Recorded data
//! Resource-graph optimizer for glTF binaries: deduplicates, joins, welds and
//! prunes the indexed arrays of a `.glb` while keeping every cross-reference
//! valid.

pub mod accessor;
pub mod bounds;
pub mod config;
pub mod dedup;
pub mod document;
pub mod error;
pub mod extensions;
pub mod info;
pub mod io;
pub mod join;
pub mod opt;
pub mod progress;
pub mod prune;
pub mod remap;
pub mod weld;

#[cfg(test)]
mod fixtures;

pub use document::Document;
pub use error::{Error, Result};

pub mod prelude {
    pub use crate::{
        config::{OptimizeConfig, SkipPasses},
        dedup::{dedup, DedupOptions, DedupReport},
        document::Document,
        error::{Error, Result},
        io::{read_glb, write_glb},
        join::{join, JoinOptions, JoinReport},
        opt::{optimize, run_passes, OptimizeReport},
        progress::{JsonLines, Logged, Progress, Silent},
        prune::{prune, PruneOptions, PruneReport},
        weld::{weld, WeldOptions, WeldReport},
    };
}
* * *
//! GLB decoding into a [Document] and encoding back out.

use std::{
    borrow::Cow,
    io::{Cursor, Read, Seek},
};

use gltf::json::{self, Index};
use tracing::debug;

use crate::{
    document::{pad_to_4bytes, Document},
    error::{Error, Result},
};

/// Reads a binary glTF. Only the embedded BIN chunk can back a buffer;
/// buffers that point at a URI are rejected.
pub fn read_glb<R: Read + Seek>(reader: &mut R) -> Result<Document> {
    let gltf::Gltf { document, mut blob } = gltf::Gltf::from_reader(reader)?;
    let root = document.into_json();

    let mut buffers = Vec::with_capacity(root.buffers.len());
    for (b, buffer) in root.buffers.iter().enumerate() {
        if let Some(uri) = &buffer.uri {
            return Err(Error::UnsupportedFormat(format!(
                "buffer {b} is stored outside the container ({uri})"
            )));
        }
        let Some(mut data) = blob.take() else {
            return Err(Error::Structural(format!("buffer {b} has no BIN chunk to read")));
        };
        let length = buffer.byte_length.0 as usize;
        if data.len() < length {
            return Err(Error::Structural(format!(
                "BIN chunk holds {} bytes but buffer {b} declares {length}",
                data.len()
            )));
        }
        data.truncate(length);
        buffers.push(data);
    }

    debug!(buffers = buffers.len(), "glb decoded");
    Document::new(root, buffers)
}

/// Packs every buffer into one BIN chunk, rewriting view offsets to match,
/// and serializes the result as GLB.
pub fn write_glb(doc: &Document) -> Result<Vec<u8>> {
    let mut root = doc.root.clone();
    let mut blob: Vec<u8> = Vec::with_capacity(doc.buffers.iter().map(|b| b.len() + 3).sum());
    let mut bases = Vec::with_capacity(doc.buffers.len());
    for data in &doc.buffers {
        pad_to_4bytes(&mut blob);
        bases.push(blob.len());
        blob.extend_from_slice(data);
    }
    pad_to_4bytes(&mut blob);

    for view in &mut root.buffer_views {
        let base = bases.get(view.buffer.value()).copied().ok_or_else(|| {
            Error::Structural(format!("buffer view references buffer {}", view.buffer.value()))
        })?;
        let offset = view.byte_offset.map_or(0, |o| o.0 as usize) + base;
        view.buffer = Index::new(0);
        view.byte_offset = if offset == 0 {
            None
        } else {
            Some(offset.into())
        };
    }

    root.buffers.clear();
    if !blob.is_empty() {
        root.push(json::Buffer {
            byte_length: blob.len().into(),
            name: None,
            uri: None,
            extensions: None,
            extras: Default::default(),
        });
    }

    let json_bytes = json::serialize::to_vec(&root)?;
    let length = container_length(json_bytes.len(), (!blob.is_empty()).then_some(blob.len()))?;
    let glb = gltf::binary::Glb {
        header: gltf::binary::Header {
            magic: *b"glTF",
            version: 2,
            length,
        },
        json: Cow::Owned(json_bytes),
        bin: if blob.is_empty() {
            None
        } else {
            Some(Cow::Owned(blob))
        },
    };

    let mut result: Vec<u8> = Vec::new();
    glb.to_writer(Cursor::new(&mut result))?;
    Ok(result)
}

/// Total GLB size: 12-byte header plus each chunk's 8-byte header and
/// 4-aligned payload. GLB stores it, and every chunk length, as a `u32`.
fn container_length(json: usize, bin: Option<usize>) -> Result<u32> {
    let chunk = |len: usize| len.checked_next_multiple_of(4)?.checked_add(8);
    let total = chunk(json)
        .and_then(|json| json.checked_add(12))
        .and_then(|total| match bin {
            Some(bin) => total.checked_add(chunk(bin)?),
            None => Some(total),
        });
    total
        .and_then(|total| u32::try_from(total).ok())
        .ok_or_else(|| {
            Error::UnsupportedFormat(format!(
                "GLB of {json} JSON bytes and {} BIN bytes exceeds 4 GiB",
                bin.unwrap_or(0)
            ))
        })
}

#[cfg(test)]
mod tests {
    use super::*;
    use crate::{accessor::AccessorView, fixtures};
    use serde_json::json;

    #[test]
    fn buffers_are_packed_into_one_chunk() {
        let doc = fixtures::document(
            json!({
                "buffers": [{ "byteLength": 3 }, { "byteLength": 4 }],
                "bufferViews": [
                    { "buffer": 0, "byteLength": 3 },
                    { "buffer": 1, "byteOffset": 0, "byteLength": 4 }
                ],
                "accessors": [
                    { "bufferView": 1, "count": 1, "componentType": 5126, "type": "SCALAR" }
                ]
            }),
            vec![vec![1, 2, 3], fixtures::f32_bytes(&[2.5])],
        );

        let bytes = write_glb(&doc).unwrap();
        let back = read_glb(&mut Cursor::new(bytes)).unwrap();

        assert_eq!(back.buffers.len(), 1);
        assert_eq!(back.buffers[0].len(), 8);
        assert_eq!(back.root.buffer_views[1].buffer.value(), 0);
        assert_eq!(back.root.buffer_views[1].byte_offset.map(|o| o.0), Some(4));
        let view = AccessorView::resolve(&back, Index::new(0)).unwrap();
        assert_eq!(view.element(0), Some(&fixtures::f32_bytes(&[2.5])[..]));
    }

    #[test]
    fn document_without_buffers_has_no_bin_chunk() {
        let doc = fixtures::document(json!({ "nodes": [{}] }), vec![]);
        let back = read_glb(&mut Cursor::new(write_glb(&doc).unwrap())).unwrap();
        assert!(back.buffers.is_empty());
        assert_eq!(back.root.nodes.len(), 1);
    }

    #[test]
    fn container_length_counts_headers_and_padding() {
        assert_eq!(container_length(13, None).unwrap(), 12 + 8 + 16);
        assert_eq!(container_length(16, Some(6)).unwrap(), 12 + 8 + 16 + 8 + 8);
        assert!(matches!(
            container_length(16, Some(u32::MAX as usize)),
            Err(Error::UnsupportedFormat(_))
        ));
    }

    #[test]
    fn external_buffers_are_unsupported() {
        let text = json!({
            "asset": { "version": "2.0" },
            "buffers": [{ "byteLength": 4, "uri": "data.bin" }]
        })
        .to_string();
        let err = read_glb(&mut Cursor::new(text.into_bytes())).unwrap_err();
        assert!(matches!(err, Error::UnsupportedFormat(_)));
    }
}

[PROBLEM TO SOLVE]: From the records above, copy only the lines starting with the line that holds "joins, welds and" and going on through the line that holds "pub mod extensions;", exactly as written.

[WRITTEN RESPONSE]:
//! Resource-graph optimizer for glTF binaries: deduplicates, joins, welds and
//! prunes the indexed arrays of a `.glb` while keeping every cross-reference
//! valid.

pub mod accessor;
pub mod bounds;
pub mod config;
pub mod dedup;
pub mod document;
pub mod error;
pub mod extensions;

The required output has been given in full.